Skip to main content
Version: v1.8 🚧

Device Scheduling - Metax GPU

Background

Koordinator supports Metax GPUs in Kubernetes. Through the koord-device-daemon and koordlet components, heterogeneous GPU resources are reported and aggregated into the Device object for topology-aware scheduling.

Usage

Prerequisites

Metax GPU virtualization requires the following components to be installed and configured:

apiVersion: v1
kind: ConfigMap
metadata:
name: metax-device-config
annotations:
# sGPU startup configuration
data:
version: v1
cluster-config: |
mode: "native" # sgpu/shared/vgpu, cluster scope
nodes-config: |
- nodeName: "sample-node1"
mode: "sgpu" # sgpu/shared/vgpu, node scope
  • Koordinator components (>= v1.8.0)
    • Set DevicePluginAdaption=true in the chart's scheduler.featureGates to enable this feature.

Note: sGPU is Metax's software-based compute slicing solution that can create up to 16 virtual GPU instances from a single physical GPU, primarily targeting cloud-based inference and small-scale model training scenarios with containers.

Steps to Use

  1. Verify the Metax GPU is recognized by the Device resource:
    kubectl get device <node-name> -o yaml

    Note:

    • The label node.koordinator.sh/gpu-vendor should have the value metax
apiVersion: scheduling.koordinator.sh/v1alpha1
kind: Device
metadata:
labels:
node.koordinator.sh/gpu-model: C500 # The model of the Metax card.
node.koordinator.sh/gpu-vendor: metax # The vendor of the card.
name: sample-node1
spec:
devices:
- health: true
id: 89033010-2354-0000-0000-000000000000 # The UUID of the Metax card (mocked value).
minor: 0 # The minor number of the Metax card.
resources:
koordinator.sh/gpu-core: "100" # The total compute capacity of the Metax card in percentage.
koordinator.sh/gpu-memory: "64Gi" # The total GPU memory of the Metax card.
koordinator.sh/gpu-memory-ratio: "100" # The total GPU memory ratio in percentage.
topology:
busID: 0000:38:00.0 # The PCI bus ID.
nodeID: 3 # The NUMA node ID.
pcieID: pci0000:3a # The PCI root ID.
socketID: -1
type: gpu
conditions:
- lastTransitionTime: "2025-03-15T10:00:00Z"
message: device is healthy
reason: DeviceHealthy
status: "True"
type: Healthy
status: {}
  1. Verify the Metax GPU resources are registered on the node: kubectl get node <node-name> -o yaml Check status.allocatable and status.capacity for GPU resources.
apiVersion: v1
kind: Node
metadata:
name: sample-node1
...
status:
allocatable:
...
koordinator.sh/gpu.shared: "100" # Reported by koordinator
koordinator.sh/gpu-core: "100" # Reported by koordinator
koordinator.sh/gpu-memory: 64Gi # Reported by koordinator
koordinator.sh/gpu-memory-ratio: "100" # Reported by koordinator
metax-tech.com/sgpu: "16" # Reported by metax-gpu-device
capacity:
...
koordinator.sh/gpu.shared: "100" # Reported by koordinator
koordinator.sh/gpu-core: "100" # Reported by koordinator
koordinator.sh/gpu-memory: 64Gi # Reported by koordinator
koordinator.sh/gpu-memory-ratio: "100" # Reported by koordinator
metax-tech.com/sgpu: "16" # Reported by metax-gpu-device
  1. Create a Pod to request a Metax GPU. The following example demonstrates the virtual GPU scenario.
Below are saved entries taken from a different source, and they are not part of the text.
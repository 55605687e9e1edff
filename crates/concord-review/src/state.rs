//! Durable check progress.
//!
//! Each check is one JSON document, `{check_id}.json`, in the progress
//! directory. Every read-modify-write holds an advisory `{check_id}.lock`
//! file, and every write goes to a temporary file in the same directory
//! that is synced and then renamed over the document, so a crash leaves
//! either the old or the new state on disk.

use std::fs::{self, OpenOptions};
use std::io::{self, Write};
use std::path::{Path, PathBuf};
use std::thread;
use std::time::{Duration, Instant, SystemTime};

use chrono::Utc;
use concord_core::{CheckSettings, CheckState, CheckStatus, ConcordError};
use sha2::{Digest, Sha256};

const LOCK_RETRY: Duration = Duration::from_millis(25);
const STALE_LOCK: Duration = Duration::from_secs(60);

/// Reads and writes [`CheckState`] documents.
///
/// # Examples
///
/// ```
/// use std::path::PathBuf;
/// use concord_core::CheckSettings;
/// use concord_review::state::ProgressStore;
///
/// let dir = tempfile::tempdir().unwrap();
/// let store = ProgressStore::new(dir.path());
/// let files = vec![PathBuf::from("a.rs"), PathBuf::from("b.rs")];
/// let id = store.start(&files, &CheckSettings::default()).unwrap();
///
/// store.complete(&id, &files[0]).unwrap();
/// let state = store.load(&id).unwrap().unwrap();
/// assert_eq!(state.remaining_files, vec![PathBuf::from("b.rs")]);
/// ```
#[derive(Debug, Clone)]
pub struct ProgressStore {
    dir: PathBuf,
    lock_timeout: Duration,
}

impl ProgressStore {
    pub fn new(dir: impl Into<PathBuf>) -> Self {
        Self {
            dir: dir.into(),
            lock_timeout: Duration::from_secs(10),
        }
    }

    /// How long to wait for another writer's lock before giving up.
    pub fn with_lock_timeout(mut self, timeout: Duration) -> Self {
        self.lock_timeout = timeout;
        self
    }

    pub fn dir(&self) -> &Path {
        &self.dir
    }

    /// Path of the document for `check_id`.
    ///
    /// # Errors
    ///
    /// Returns [`ConcordError::State`] if the id contains anything other
    /// than ASCII letters, digits, `-` and `_`.
    pub fn state_path(&self, check_id: &str) -> Result<PathBuf, ConcordError> {
        validate_id(check_id)?;
        Ok(self.dir.join(format!("{check_id}.json")))
    }

    /// Persist a new check with every file remaining and return its id.
    ///
    /// # Errors
    ///
    /// Returns an error if the progress directory or document cannot be
    /// written.
    pub fn start(&self, files: &[PathBuf], settings: &CheckSettings) -> Result<String, ConcordError> {
        fs::create_dir_all(&self.dir)?;
        let base = generate_check_id(files);
        let mut check_id = base.clone();
        let mut n = 1;
        loop {
            let _lock = StateLock::acquire(&self.lock_path(&check_id), self.lock_timeout)?;
            let path = self.state_path(&check_id)?;
            if !path.exists() {
                let state = CheckState::new(check_id.clone(), files, settings.clone());
                write_atomic(&self.dir, &path, &state)?;
                tracing::debug!(check_id = %check_id, files = state.total_files.len(), "check started");
                return Ok(check_id);
            }
            n += 1;
            check_id = format!("{base}-{n}");
        }
    }

    /// Load a check, or `None` if no document exists.
    ///
    /// # Errors
    ///
    /// Returns [`ConcordError::State`] if the document is unreadable,
    /// corrupt or violates the completed/remaining partition.
    pub fn load(&self, check_id: &str) -> Result<Option<CheckState>, ConcordError> {
        let path = self.state_path(check_id)?;
        read_state(&path)
    }

    /// Mark `file` completed. Returns `false` if it already was.
    ///
    /// # Errors
    ///
    /// Fails if the check does not exist or the checkpoint cannot be written.
    pub fn complete(&self, check_id: &str, file: &Path) -> Result<bool, ConcordError> {
        self.update(check_id, |state| state.mark_completed(file))
            .map(|(changed, _)| changed)
    }

    /// Record a lifecycle status. [`CheckStatus::Completed`] is only kept
    /// when nothing remains; otherwise the check becomes
    /// [`CheckStatus::Interrupted`].
    ///
    /// # Errors
    ///
    /// Fails if the check does not exist or cannot be written.
    pub fn set_status(&self, check_id: &str, status: CheckStatus) -> Result<CheckState, ConcordError> {
        self.update(check_id, |state| state.set_status(status))
            .map(|(_, state)| state)
    }

    /// Files of `check_id` that still need a result, in submission order.
    ///
    /// # Errors
    ///
    /// Returns [`ConcordError::State`] if the check does not exist or is
    /// corrupt.
    pub fn pending_files(&self, check_id: &str) -> Result<Vec<PathBuf>, ConcordError> {
        match self.load(check_id)? {
            Some(state) => Ok(state.remaining_files),
            None => Err(unknown_check(check_id)),
        }
    }

    /// Every readable check, newest first. Unreadable documents are skipped
    /// with a warning.
    ///
    /// # Errors
    ///
    /// Returns an error only if the directory itself cannot be listed.
    pub fn list(&self) -> Result<Vec<CheckState>, ConcordError> {
        let entries = match fs::read_dir(&self.dir) {
            Ok(entries) => entries,
            Err(e) if e.kind() == io::ErrorKind::NotFound => return Ok(Vec::new()),
            Err(e) => return Err(e.into()),
        };

        let mut states = Vec::new();
        for entry in entries {
            let path = entry?.path();
            if path.extension().and_then(|e| e.to_str()) != Some("json") {
                continue;
            }
            match read_state(&path) {
                Ok(Some(state)) => states.push(state),
                Ok(None) => {}
                Err(e) => tracing::warn!(path = %path.display(), error = %e, "skipping unreadable check"),
            }
        }
        states.sort_by(|a, b| b.start_time.cmp(&a.start_time).then_with(|| b.check_id.cmp(&a.check_id)));
        Ok(states)
    }

    fn lock_path(&self, check_id: &str) -> PathBuf {
        self.dir.join(format!("{check_id}.lock"))
    }

    /// Lock, read, apply `mutate`, verify and write back.
    fn update<T>(
        &self,
        check_id: &str,
        mutate: impl FnOnce(&mut CheckState) -> T,
    ) -> Result<(T, CheckState), ConcordError> {
        let path = self.state_path(check_id)?;
        let _lock = StateLock::acquire(&self.lock_path(check_id), self.lock_timeout)?;
        let mut state = read_state(&path)?.ok_or_else(|| unknown_check(check_id))?;
        let out = mutate(&mut state);
        state.updated_at = Utc::now();
        state.verify().map_err(ConcordError::State)?;
        write_atomic(&self.dir, &path, &state)?;
        Ok((out, state))
    }
}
Note: Metax does not support multi-GPU virtualization.

    Notes:

    • This example uses Ubuntu; use an appropriate image for your workload.
    • Configure both resources.limits and resources.requests:
      • Virtual GPU scenario (using Metax C500 as an example):
        • koordinator.sh/gpu.shared: Set to 1 to request a virtual GPU.
        • koordinator.sh/gpu-core: Specify the compute percentage required.
        • koordinator.sh/gpu-memory: Specify the GPU memory amount.
        • metax-tech.com/sgpu: Specify the number of virtual GPUs.
    • Configure the QoS policy in metadata.annotations:
      • fixed-share: The sGPU is assigned a fixed compute quota and cannot exceed this limit.
      • best-effort: The sGPU has no restriction on compute usage.
      • burst-share: The sGPU is assigned a fixed compute quota, but may utilize additional GPU compute resources when they are idle.
apiVersion: v1
kind: Pod
metadata:
labels:
app: demo-sleep
name: test-metax-sgpu
namespace: default
annotations:
metax-tech.com/sgpu-qos-policy: "fixed-share" # fixed-share/best-effort/burst-share
spec:
containers:
- command:
- sleep
- infinity
image: ubuntu:22.04
imagePullPolicy: IfNotPresent
name: demo-sleep
resources:
limits:
cpu: "32"
memory: 64Gi
koordinator.sh/gpu.shared: "1"
koordinator.sh/gpu-memory: "1Gi"
koordinator.sh/gpu-core: "10"
metax-tech.com/sgpu: "1"
requests:
cpu: "32"
memory: 64Gi
koordinator.sh/gpu.shared: "1"
koordinator.sh/gpu-memory: "1Gi"
koordinator.sh/gpu-core: "10"
metax-tech.com/sgpu: "1"
  1. Verify GPU allocation by checking device files inside the container:
    kubectl exec -it <pod-name> -- ls /dev/mx*
    If the command lists device files (e.g., /dev/mxcd), the GPU is successfully allocated.